═════ Provided data ═════

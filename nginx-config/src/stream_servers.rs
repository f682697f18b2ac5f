//! Stream servers in front of TLS passthrough ports.
//!
//! Each port gets a server that reads the SNI and passes the connection to the
//! socket the stream map picks. Each routed hostname gets a socket server that
//! proxies to its upstream.

use crate::common::{
    IpFamilyFlags, proxy_protocol_suffix, tls_passthrough_variable, tls_socket_name,
};
use crate::errors::Result;
use crate::generator::{ExecuteResult, STREAM_CONFIG_FILE};
use crate::stream::Server;
use crate::templates::{self, Template};
use dataplane::{Configuration, RewriteClientIpSettings, RewriteIpMode};
use serde::Serialize;
use std::collections::{HashMap, HashSet};

pub(crate) const STREAM_SERVERS_TEMPLATE: Template = Template {
    name: "stream_servers.conf",
    source: r#"{% for s in servers %}
server {
{% if s.is_socket %}
    listen {{ s.listen }}{{ s.proxy_protocol }};
{% else %}
{% if ip_family.ipv4 %}
    listen {{ s.listen }}{{ s.proxy_protocol }};
{% endif %}
{% if ip_family.ipv6 %}
    listen [::]:{{ s.listen }}{{ s.proxy_protocol }};
{% endif %}
{% endif %}
{% for cidr in s.real_ip_from %}
    set_real_ip_from {{ cidr }};
{% endfor %}
{% if plus and s.status_zone %}
    status_zone {{ s.status_zone }};
{% endif %}
{% if s.proxy_pass %}
    proxy_pass {{ s.proxy_pass }};
{% endif %}
{% if s.pass %}
    pass {{ s.pass }};
{% endif %}
{% if s.ssl_preread %}
    ssl_preread on;
{% endif %}
}

{% endfor %}
"#,
};

#[derive(Serialize)]
struct ServerConfig<'a> {
    servers: &'a [Server],
    ip_family: IpFamilyFlags,
    plus: bool,
}

pub(crate) fn execute_stream_servers(
    conf: &Configuration,
    plus: bool,
) -> Result<Vec<ExecuteResult>> {
    let servers = create_stream_servers(conf);

    let ctx = ServerConfig {
        servers: &servers,
        ip_family: IpFamilyFlags::from(&conf.base_http_config),
        plus,
    };

    Ok(vec![ExecuteResult::new(
        STREAM_CONFIG_FILE,
        templates::render(&STREAM_SERVERS_TEMPLATE, &ctx)?,
    )])
}

fn create_stream_servers(conf: &Configuration) -> Vec<Server> {
    if conf.tls_passthrough_servers.is_empty() {
        return Vec::new();
    }

    let resolved: HashMap<&str, bool> = conf
        .stream_upstreams
        .iter()
        .map(|u| (u.name.as_str(), !u.endpoints.is_empty()))
        .collect();

    let mut servers = Vec::with_capacity(conf.tls_passthrough_servers.len() * 2);
    let mut ports = HashSet::new();

    for server in &conf.tls_passthrough_servers {
        let has_endpoints = !server.upstream_name.is_empty()
            && resolved.get(server.upstream_name.as_str()).copied().unwrap_or(false);

        if has_endpoints && !server.hostname.is_empty() {
            let (proxy_protocol, real_ip_from) =
                rewrite_client_ip_for_stream(&conf.base_http_config.rewrite_client_ip);
            servers.push(Server {
                listen: tls_socket_name(server.port, &server.hostname),
                status_zone: server.hostname.clone(),
                proxy_pass: server.upstream_name.clone(),
                proxy_protocol,
                real_ip_from,
                is_socket: true,
                ..Default::default()
            });
        }

        if !ports.insert(server.port) {
            continue;
        }

        servers.push(Server {
            listen: server.port.to_string(),
            status_zone: server.hostname.clone(),
            pass: tls_passthrough_variable(server.port),
            ssl_preread: true,
            ..Default::default()
        });
    }

    servers
}

/// A socket server only sees the proxy protocol header when the listener in
/// front of the whole proxy expects one.
fn rewrite_client_ip_for_stream(settings: &RewriteClientIpSettings) -> (String, Vec<String>) {
    if settings.mode == Some(RewriteIpMode::ProxyProtocol) {
        (
            proxy_protocol_suffix(settings).to_string(),
            settings.trusted_addresses.clone(),
        )
    } else {
        (String::new(), Vec::new())
    }
}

═════

• _Instructions to follow_
The full set of records above must be retyped exactly.

• _Result of this task_
filename nginx-config/src/stream_servers.rs
repository f682697f18b2ac5f
//! Stream servers in front of TLS passthrough ports.
//!
//! Each port gets a server that reads the SNI and passes the connection to the
//! socket the stream map picks. Each routed hostname gets a socket server that
//! proxies to its upstream.

use crate::common::{
    IpFamilyFlags, proxy_protocol_suffix, tls_passthrough_variable, tls_socket_name,
};
use crate::errors::Result;
use crate::generator::{ExecuteResult, STREAM_CONFIG_FILE};
use crate::stream::Server;
use crate::templates::{self, Template};
use dataplane::{Configuration, RewriteClientIpSettings, RewriteIpMode};
use serde::Serialize;
use std::collections::{HashMap, HashSet};

pub(crate) const STREAM_SERVERS_TEMPLATE: Template = Template {
    name: "stream_servers.conf",
    source: r#"{% for s in servers %}
server {
{% if s.is_socket %}
    listen {{ s.listen }}{{ s.proxy_protocol }};
{% else %}
{% if ip_family.ipv4 %}
    listen {{ s.listen }}{{ s.proxy_protocol }};
{% endif %}
{% if ip_family.ipv6 %}
    listen [::]:{{ s.listen }}{{ s.proxy_protocol }};
{% endif %}
{% endif %}
{% for cidr in s.real_ip_from %}
    set_real_ip_from {{ cidr }};
{% endfor %}
{% if plus and s.status_zone %}
    status_zone {{ s.status_zone }};
{% endif %}
{% if s.proxy_pass %}
    proxy_pass {{ s.proxy_pass }};
{% endif %}
{% if s.pass %}
    pass {{ s.pass }};
{% endif %}
{% if s.ssl_preread %}
    ssl_preread on;
{% endif %}
}

{% endfor %}
"#,
};

#[derive(Serialize)]
struct ServerConfig<'a> {
    servers: &'a [Server],
    ip_family: IpFamilyFlags,
    plus: bool,
}

pub(crate) fn execute_stream_servers(
    conf: &Configuration,
    plus: bool,
) -> Result<Vec<ExecuteResult>> {
    let servers = create_stream_servers(conf);

    let ctx = ServerConfig {
        servers: &servers,
        ip_family: IpFamilyFlags::from(&conf.base_http_config),
        plus,
    };

    Ok(vec![ExecuteResult::new(
        STREAM_CONFIG_FILE,
        templates::render(&STREAM_SERVERS_TEMPLATE, &ctx)?,
    )])
}

fn create_stream_servers(conf: &Configuration) -> Vec<Server> {
    if conf.tls_passthrough_servers.is_empty() {
        return Vec::new();
    }

    let resolved: HashMap<&str, bool> = conf
        .stream_upstreams
        .iter()
        .map(|u| (u.name.as_str(), !u.endpoints.is_empty()))
        .collect();

    let mut servers = Vec::with_capacity(conf.tls_passthrough_servers.len() * 2);
    let mut ports = HashSet::new();

    for server in &conf.tls_passthrough_servers {
        let has_endpoints = !server.upstream_name.is_empty()
            && resolved.get(server.upstream_name.as_str()).copied().unwrap_or(false);

        if has_endpoints && !server.hostname.is_empty() {
            let (proxy_protocol, real_ip_from) =
                rewrite_client_ip_for_stream(&conf.base_http_config.rewrite_client_ip);
            servers.push(Server {
                listen: tls_socket_name(server.port, &server.hostname),
                status_zone: server.hostname.clone(),
                proxy_pass: server.upstream_name.clone(),
                proxy_protocol,
                real_ip_from,
                is_socket: true,
                ..Default::default()
            });
        }

        if !ports.insert(server.port) {
            continue;
        }

        servers.push(Server {
            listen: server.port.to_string(),
            status_zone: server.hostname.clone(),
            pass: tls_passthrough_variable(server.port),
            ssl_preread: true,
            ..Default::default()
        });
    }

    servers
}

/// A socket server only sees the proxy protocol header when the listener in
/// front of the whole proxy expects one.
fn rewrite_client_ip_for_stream(settings: &RewriteClientIpSettings) -> (String, Vec<String>) {
    if settings.mode == Some(RewriteIpMode::ProxyProtocol) {
        (
            proxy_protocol_suffix(settings).to_string(),
            settings.trusted_addresses.clone(),
        )
    } else {
        (String::new(), Vec::new())
    }
}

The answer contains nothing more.